* **WORK REQUIRED**
Extract the lines from the first line of the records below through the line containing "use uuid::Uuid;", inclusive, and reproduce them exactly as written.

Dataset entries:
----------------

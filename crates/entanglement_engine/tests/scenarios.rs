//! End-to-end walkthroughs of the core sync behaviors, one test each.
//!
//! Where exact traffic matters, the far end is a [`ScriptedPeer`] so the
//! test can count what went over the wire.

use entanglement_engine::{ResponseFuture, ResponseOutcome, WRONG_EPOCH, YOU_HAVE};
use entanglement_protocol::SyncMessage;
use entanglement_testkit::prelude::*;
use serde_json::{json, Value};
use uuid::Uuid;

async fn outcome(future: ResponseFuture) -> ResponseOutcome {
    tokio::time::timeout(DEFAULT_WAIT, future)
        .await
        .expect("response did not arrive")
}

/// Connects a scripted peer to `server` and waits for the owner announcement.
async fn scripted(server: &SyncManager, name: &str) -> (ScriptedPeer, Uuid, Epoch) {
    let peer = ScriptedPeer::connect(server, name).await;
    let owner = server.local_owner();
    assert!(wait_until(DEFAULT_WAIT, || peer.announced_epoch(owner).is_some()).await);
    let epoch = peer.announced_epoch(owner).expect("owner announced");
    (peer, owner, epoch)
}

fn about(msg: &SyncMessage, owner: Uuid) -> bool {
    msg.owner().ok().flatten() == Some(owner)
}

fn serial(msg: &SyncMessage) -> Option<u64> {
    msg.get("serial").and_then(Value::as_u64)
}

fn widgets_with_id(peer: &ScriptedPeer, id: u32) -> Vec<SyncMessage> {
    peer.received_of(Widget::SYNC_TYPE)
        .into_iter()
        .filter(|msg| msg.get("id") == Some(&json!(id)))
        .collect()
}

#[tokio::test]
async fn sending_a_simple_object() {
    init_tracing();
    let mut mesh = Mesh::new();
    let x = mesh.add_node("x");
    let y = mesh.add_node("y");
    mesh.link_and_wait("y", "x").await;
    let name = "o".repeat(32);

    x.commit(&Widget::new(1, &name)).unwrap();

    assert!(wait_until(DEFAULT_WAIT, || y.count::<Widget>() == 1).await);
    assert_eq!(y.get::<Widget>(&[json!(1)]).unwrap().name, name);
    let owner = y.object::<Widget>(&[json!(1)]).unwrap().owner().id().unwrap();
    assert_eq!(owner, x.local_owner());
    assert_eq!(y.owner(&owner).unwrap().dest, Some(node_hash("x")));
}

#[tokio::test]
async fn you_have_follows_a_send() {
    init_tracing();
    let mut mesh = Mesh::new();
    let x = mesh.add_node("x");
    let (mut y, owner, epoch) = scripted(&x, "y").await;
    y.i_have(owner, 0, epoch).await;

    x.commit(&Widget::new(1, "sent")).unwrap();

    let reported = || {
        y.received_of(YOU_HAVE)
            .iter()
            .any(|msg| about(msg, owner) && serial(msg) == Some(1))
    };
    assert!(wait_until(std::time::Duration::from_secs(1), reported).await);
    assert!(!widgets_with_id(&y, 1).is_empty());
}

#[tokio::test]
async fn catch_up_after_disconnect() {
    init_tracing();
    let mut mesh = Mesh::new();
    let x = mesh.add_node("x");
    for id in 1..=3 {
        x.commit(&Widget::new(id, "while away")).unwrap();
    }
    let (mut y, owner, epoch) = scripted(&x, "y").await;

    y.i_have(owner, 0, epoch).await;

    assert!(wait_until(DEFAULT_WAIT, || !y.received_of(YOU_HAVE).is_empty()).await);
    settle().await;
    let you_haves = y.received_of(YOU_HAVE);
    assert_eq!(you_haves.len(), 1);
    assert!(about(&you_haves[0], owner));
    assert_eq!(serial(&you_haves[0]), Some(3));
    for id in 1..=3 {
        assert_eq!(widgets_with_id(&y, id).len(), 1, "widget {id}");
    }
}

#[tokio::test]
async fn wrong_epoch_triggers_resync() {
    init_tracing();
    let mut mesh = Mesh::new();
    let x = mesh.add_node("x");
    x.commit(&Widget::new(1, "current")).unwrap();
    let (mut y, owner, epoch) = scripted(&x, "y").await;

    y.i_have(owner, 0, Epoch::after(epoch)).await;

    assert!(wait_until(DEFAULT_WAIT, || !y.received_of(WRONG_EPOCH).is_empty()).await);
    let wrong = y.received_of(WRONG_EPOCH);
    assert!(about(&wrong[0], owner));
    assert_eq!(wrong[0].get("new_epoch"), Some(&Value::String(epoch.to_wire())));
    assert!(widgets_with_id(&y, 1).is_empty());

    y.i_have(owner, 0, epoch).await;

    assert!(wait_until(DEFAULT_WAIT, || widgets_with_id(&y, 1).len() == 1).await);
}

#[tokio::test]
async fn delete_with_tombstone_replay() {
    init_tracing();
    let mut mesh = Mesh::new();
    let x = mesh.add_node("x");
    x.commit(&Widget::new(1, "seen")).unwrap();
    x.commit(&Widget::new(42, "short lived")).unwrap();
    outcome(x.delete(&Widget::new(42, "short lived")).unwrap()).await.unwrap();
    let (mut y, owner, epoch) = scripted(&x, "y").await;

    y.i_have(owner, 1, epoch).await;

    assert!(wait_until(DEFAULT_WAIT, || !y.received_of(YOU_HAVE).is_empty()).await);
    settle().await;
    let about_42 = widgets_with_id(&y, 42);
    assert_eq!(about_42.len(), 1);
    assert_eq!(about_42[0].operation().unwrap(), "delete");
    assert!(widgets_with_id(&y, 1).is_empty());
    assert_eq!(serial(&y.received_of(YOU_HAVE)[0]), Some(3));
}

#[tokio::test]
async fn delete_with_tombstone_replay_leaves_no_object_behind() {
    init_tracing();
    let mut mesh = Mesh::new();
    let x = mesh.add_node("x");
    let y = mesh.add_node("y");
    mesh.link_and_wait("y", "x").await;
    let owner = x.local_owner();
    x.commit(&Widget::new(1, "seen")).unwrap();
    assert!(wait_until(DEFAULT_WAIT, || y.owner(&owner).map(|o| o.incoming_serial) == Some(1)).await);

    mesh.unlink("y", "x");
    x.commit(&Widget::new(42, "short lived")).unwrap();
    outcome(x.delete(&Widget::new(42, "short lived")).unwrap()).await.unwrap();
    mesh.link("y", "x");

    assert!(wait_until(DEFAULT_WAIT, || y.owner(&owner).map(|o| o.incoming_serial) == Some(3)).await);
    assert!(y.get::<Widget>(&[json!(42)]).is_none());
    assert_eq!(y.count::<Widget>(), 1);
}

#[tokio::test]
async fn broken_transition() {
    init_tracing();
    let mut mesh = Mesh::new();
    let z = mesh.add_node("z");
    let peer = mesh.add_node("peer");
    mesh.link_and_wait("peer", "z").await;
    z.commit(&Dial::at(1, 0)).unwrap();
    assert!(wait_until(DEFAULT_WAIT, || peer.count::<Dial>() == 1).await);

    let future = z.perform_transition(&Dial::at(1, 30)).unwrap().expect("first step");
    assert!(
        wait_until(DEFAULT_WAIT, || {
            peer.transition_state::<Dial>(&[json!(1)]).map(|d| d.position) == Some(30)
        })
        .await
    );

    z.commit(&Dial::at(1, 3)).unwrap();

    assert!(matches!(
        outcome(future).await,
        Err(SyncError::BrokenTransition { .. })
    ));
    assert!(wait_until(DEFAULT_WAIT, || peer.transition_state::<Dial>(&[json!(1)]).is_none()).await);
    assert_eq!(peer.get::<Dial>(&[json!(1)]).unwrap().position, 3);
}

----------------

* **SOLUTION FOR THIS TASK**
filename crates/entanglement_engine/tests/scenarios.rs
//! End-to-end walkthroughs of the core sync behaviors, one test each.
//!
//! Where exact traffic matters, the far end is a [`ScriptedPeer`] so the
//! test can count what went over the wire.

use entanglement_engine::{ResponseFuture, ResponseOutcome, WRONG_EPOCH, YOU_HAVE};
use entanglement_protocol::SyncMessage;
use entanglement_testkit::prelude::*;
use serde_json::{json, Value};
use uuid::Uuid;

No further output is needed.